In 1599, a letter detailing ‘most untrue, foolish and wicked reports’ pertaining to supposed supernatural acts in an attempt of ‘the search and learning of the true Philosophie” was petitioned by known occultist, scientist and polymath, John Dee. The letter, originally written to the Archbishop of Canterbury, John Whitgift, defended the Christian nature of his studies and argued that they consequentially remained within the arms of the law. Dee, however, despite his reputation, was not a dark magic occultist that threatened social order. In fact, he played not only a key role in early modern intellectual life, but also in Tudor court, often being called Elizabeth’s Merlin.
Born in 1527, he began his studies at the tender age of fifteen at Cambridge, partaking in every subject from law to theology and astrology, before leaving England for the Netherlands in his early twenties. Here, he studied at Louvain and was able to specialise in occultism, as well as its methods and understandings. By the time of his return to England in 1551, he brought with him the reputation of a man who walked the boundaries between the physical and the supernatural world. By the succession of Mary I and Phillip II, he was known for his predictions and horoscope readings, performing such feats for the new monarchs, as well as the Princess Elizabeth in 1553.
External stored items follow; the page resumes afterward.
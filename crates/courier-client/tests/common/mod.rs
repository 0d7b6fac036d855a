#![allow(dead_code)]
// Shared fixtures: a throwaway PKI plus fake gateway and feedback servers
// speaking the real wire protocol over mutual TLS.
use std::sync::Arc;
use std::sync::atomic::{AtomicUsize, Ordering};
use std::time::Duration;

use courier_client::{Client, ClientIdentity, ClientOptions, Endpoint, Endpoints};
use rcgen::{BasicConstraints, Certificate, CertificateParams, DnType, IsCa};
use rustls::pki_types::{CertificateDer, PrivatePkcs8KeyDer};
use rustls::server::WebPkiClientVerifier;
use rustls::{RootCertStore, ServerConfig};
use tokio::io::{AsyncReadExt, AsyncWriteExt};
use tokio::net::{TcpListener, TcpStream};
use tokio::sync::mpsc;
use tokio_rustls::TlsAcceptor;
use tokio_rustls::server::TlsStream;

pub struct TestPki {
    ca_der: CertificateDer<'static>,
    server_config: Arc<ServerConfig>,
    client_der: CertificateDer<'static>,
    client_key: Vec<u8>,
}

impl TestPki {
    pub fn new() -> Self {
        let mut ca_params = CertificateParams::new(vec![]);
        ca_params.is_ca = IsCa::Ca(BasicConstraints::Unconstrained);
        ca_params
            .distinguished_name
            .push(DnType::CommonName, "courier test ca");
        let ca = Certificate::from_params(ca_params).expect("generate ca");
        let ca_der = CertificateDer::from(ca.serialize_der().expect("ca der"));

        let server = Certificate::from_params(CertificateParams::new(vec!["127.0.0.1".into()]))
            .expect("generate server cert");
        let server_der =
            CertificateDer::from(server.serialize_der_with_signer(&ca).expect("sign server"));
        let server_key = server.serialize_private_key_der();

        let client = Certificate::from_params(CertificateParams::new(vec![]))
            .expect("generate client cert");
        let client_der =
            CertificateDer::from(client.serialize_der_with_signer(&ca).expect("sign client"));
        let client_key = client.serialize_private_key_der();

        let mut client_roots = RootCertStore::empty();
        client_roots.add(ca_der.clone()).expect("add ca root");
        let verifier = WebPkiClientVerifier::builder(Arc::new(client_roots))
            .build()
            .expect("client verifier");
        let server_config = ServerConfig::builder()
            .with_client_cert_verifier(verifier)
            .with_single_cert(
                vec![server_der],
                PrivatePkcs8KeyDer::from(server_key).into(),
            )
            .expect("server config");

        Self {
            ca_der,
            server_config: Arc::new(server_config),
            client_der,
            client_key,
        }
    }

    pub fn client_identity(&self) -> ClientIdentity {
        ClientIdentity {
            cert_chain: vec![self.client_der.clone()],
            key: PrivatePkcs8KeyDer::from(self.client_key.clone()).into(),
        }
    }

    pub fn roots(&self) -> RootCertStore {
        let mut roots = RootCertStore::empty();
        roots.add(self.ca_der.clone()).expect("add ca root");
        roots
    }

    pub fn acceptor(&self) -> TlsAcceptor {
        TlsAcceptor::from(self.server_config.clone())
    }
}

pub fn endpoints(gateway_port: u16, feedback_port: u16) -> Endpoints {
    Endpoints {
        gateway: Endpoint::new("127.0.0.1", gateway_port),
        feedback: Endpoint::new("127.0.0.1", feedback_port),
    }
}

// Port 1 never has a listener; tests that exercise only one service leave
// the other side pointed there.
pub fn gateway_endpoints(port: u16) -> Endpoints {
    endpoints(port, 1)
}

pub fn feedback_endpoints(port: u16) -> Endpoints {
    endpoints(1, port)
}

pub fn client(pki: &TestPki, endpoints: Endpoints, options: ClientOptions) -> Client {
    Client::new(pki.client_identity(), pki.roots(), endpoints, options).expect("client")
}

pub enum GatewayMode {
    /// Read notification frames and forward them; keep connections open.
    Collect,
    /// After each received frame, write `response` and close the connection.
    RespondAndClose { response: [u8; 6] },
    /// Kill the first `failures` connections before the TLS handshake
    /// completes, then behave like `Collect`.
    RejectHandshakes { failures: usize },
}

pub struct FakeGateway {
    pub port: u16,
    pub frames: mpsc::UnboundedReceiver<Vec<u8>>,
    pub connections: Arc<AtomicUsize>,
}

pub async fn spawn_gateway(pki: &TestPki, mode: GatewayMode) -> FakeGateway {
    let listener = TcpListener::bind("127.0.0.1:0").await.expect("bind gateway");
    let port = listener.local_addr().expect("gateway addr").port();
    let acceptor = pki.acceptor();
    let (frame_tx, frames) = mpsc::unbounded_channel();
    let connections = Arc::new(AtomicUsize::new(0));
    let conn_counter = connections.clone();

    tokio::spawn(async move {
        let mut pending_failures = match &mode {
            GatewayMode::RejectHandshakes { failures } => *failures,
            _ => 0,
        };
        loop {
            let Ok((tcp, _)) = listener.accept().await else {
                break;
            };
            if pending_failures > 0 {
                pending_failures -= 1;
                drop(tcp);
                continue;
            }
            let Ok(mut stream) = acceptor.accept(tcp).await else {
                continue;
            };
            conn_counter.fetch_add(1, Ordering::SeqCst);
            match &mode {
                GatewayMode::RespondAndClose { response } => {
                    if let Some(frame) = read_notification(&mut stream).await {
                        let _ = frame_tx.send(frame);
                    }
                    let _ = stream.write_all(response).await;
                    let _ = stream.shutdown().await;
                }
                _ => {
                    while let Some(frame) = read_notification(&mut stream).await {
                        let _ = frame_tx.send(frame);
                    }
                }
            }
        }
    });

    FakeGateway {
        port,
        frames,
        connections,
    }
}

/// Read one complete notification frame, or `None` when the client closes.
async fn read_notification(stream: &mut TlsStream<TcpStream>) -> Option<Vec<u8>> {
    let mut header = [0u8; 11];
    stream.read_exact(&mut header).await.ok()?;
    let token_len = u16::from_be_bytes([header[9], header[10]]) as usize;
    let mut token = vec![0u8; token_len];
    stream.read_exact(&mut token).await.ok()?;
    let mut payload_len_bytes = [0u8; 2];
    stream.read_exact(&mut payload_len_bytes).await.ok()?;
    let mut payload = vec![0u8; u16::from_be_bytes(payload_len_bytes) as usize];
    stream.read_exact(&mut payload).await.ok()?;

    let mut frame = header.to_vec();
    frame.extend(token);
    frame.extend(payload_len_bytes);
    frame.extend(payload);
    Some(frame)
}

/// Serve the feedback protocol: write each chunk (pausing between them so
/// they arrive as separate reads), then close. Accepts connections until
/// the test ends.
pub async fn spawn_feedback(pki: &TestPki, chunks: Vec<Vec<u8>>, chunk_delay: Duration) -> u16 {
    let listener = TcpListener::bind("127.0.0.1:0")
        .await
        .expect("bind feedback");
    let port = listener.local_addr().expect("feedback addr").port();
    let acceptor = pki.acceptor();

    tokio::spawn(async move {
        loop {
            let Ok((tcp, _)) = listener.accept().await else {
                break;
            };
            let Ok(mut stream) = acceptor.accept(tcp).await else {
                continue;
            };
            for chunk in &chunks {
                tokio::time::sleep(chunk_delay).await;
                if stream.write_all(chunk).await.is_err() {
                    break;
                }
                let _ = stream.flush().await;
            }
            let _ = stream.shutdown().await;
        }
    });

    port
}

pub fn feedback_record(timestamp: u32, token_byte: u8) -> Vec<u8> {
    let mut record = timestamp.to_be_bytes().to_vec();
    record.extend_from_slice(&32u16.to_be_bytes());
    record.extend_from_slice(&[token_byte; 32]);
    record
}
// Client-side defaults and option handling.
use std::fs;
use std::sync::Arc;
use std::time::Duration;

use courier_transport::TransportConfig;
use serde::Deserialize;
use thiserror::Error;

pub(crate) const DEFAULT_MAX_PAYLOAD_SIZE: usize = courier_wire::DEFAULT_MAX_PAYLOAD;
pub(crate) const DEFAULT_IDLE_TIMEOUT: Duration = Duration::from_secs(600);
pub(crate) const DEFAULT_QUEUE_CAPACITY: usize = 10_000;

/// How long the worker waits for the gateway's residual error frame while
/// closing a session. The peer sends it, if at all, right before closing,
/// so the bytes are already in flight by the time we look.
pub(crate) const RESIDUAL_READ_TIMEOUT: Duration = Duration::from_millis(50);

/// Pacing delay before retrying a requeued frame after a failed connect.
/// Not a backoff policy; it only keeps the worker from spinning against a
/// dead endpoint.
pub(crate) const RECONNECT_DELAY: Duration = Duration::from_millis(100);

#[derive(Debug, Error)]
pub enum OptionsError {
    #[error("read client options {path}: {source}")]
    Read {
        path: String,
        source: std::io::Error,
    },
    #[error("parse client options yaml: {0}")]
    Parse(#[from] serde_yaml::Error),
}

/// Tunables for one [`Client`](crate::Client) instance.
#[derive(Clone)]
pub struct ClientOptions {
    /// Upper bound on payload byte length at enqueue time. Raising it past
    /// 256 is the explicit escape hatch for peers that accept more; the
    /// wire format caps it at 65 535 regardless.
    pub max_payload_size: usize,
    /// The worker closes the gateway session after this long without a new
    /// frame.
    pub idle_timeout: Duration,
    /// Bounded capacity of the dispatch queue.
    pub queue_capacity: usize,
    pub transport: TransportConfig,
    /// Produces the 32-bit identifier assigned at enqueue time. Identifiers
    /// correlate error responses with notifications; the default is a
    /// uniform-random draw, swap in a counter if collisions matter to you.
    pub identifier_supplier: Arc<dyn Fn() -> u32 + Send + Sync>,
}

impl Default for ClientOptions {
    fn default() -> Self {
        Self {
            max_payload_size: DEFAULT_MAX_PAYLOAD_SIZE,
            idle_timeout: DEFAULT_IDLE_TIMEOUT,
            queue_capacity: DEFAULT_QUEUE_CAPACITY,
            transport: TransportConfig::default(),
            identifier_supplier: Arc::new(rand::random::<u32>),
        }
    }
}

#[derive(Debug, Deserialize, Default)]
#[serde(rename_all = "snake_case")]
struct ClientOptionsOverride {
    max_payload_size: Option<usize>,
    idle_timeout_ms: Option<u64>,
    queue_capacity: Option<usize>,
    connect_timeout_ms: Option<u64>,
}

impl ClientOptions {
    /// Defaults, then `COURIER_*` environment overrides, then an optional
    /// YAML override file (explicit path or `COURIER_CLIENT_CONFIG`).
    pub fn from_env_or_yaml(config_path: Option<&str>) -> Result<Self, OptionsError> {
        let mut options = Self::from_env();
        let override_path = config_path
            .map(|value| value.to_string())
            .or_else(|| std::env::var("COURIER_CLIENT_CONFIG").ok());
        if let Some(path) = override_path {
            let contents = fs::read_to_string(&path).map_err(|source| OptionsError::Read {
                path: path.clone(),
                source,
            })?;
            let override_options: ClientOptionsOverride = serde_yaml::from_str(&contents)?;
            override_options.apply(&mut options);
        }
        Ok(options)
    }

    pub fn from_env() -> Self {
        let mut options = Self::default();
        if let Some(value) = read_usize_env("COURIER_MAX_PAYLOAD_SIZE") {
            options.max_payload_size = value;
        }
        if let Some(value) = read_u64_env("COURIER_IDLE_TIMEOUT_MS") {
            options.idle_timeout = Duration::from_millis(value);
        }
        if let Some(value) = read_usize_env("COURIER_QUEUE_CAPACITY") {
            options.queue_capacity = value;
        }
        if let Some(value) = read_u64_env("COURIER_CONNECT_TIMEOUT_MS") {
            options.transport.connect_timeout = Duration::from_millis(value);
        }
        options
    }
}

impl ClientOptionsOverride {
    fn apply(&self, options: &mut ClientOptions) {
        if let Some(value) = self.max_payload_size
            && value > 0
        {
            options.max_payload_size = value;
        }
        if let Some(value) = self.idle_timeout_ms
            && value > 0
        {
            options.idle_timeout = Duration::from_millis(value);
        }
        if let Some(value) = self.queue_capacity
            && value > 0
        {
            options.queue_capacity = value;
        }
        if let Some(value) = self.connect_timeout_ms
            && value > 0
        {
            options.transport.connect_timeout = Duration::from_millis(value);
        }
    }
}

fn read_u64_env(key: &str) -> Option<u64> {
    std::env::var(key)
        .ok()
        .and_then(|value| value.parse::<u64>().ok())
        .filter(|value| *value > 0)
}

fn read_usize_env(key: &str) -> Option<usize> {
    std::env::var(key)
        .ok()
        .and_then(|value| value.parse::<usize>().ok())
        .filter(|value| *value > 0)
}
Despite this connection, Dee was eventually brought to court and, in June of 1554, he and three others – said to be the servants of Elizabeth – were arrested for their ‘calculations’ against the Crown and imprisoned for three months. After his release, he appealed once again to the Queen to support his supernatural soliciting by setting up a library to be used by scholars like himself, but he was rejected. He did eventually set up his library in 1556 in his mother’s London home and curated a large collection, amassing around 4,000 works on all aspects of magic including continental witchcraft; a gathering that rivalled the collections of both Oxford and Cambridge combined.
In 1558, upon the death of Mary, Dee once again began his venture into court life when he was asked to predict a date for the coronation of the new Queen Elizabeth. The date he gave, 15 January 1559, proved correct and ‘with great solemnity [she] was crowned’ at Westminster Abbey, solidifying Dee’s place in the Elizabethan Court.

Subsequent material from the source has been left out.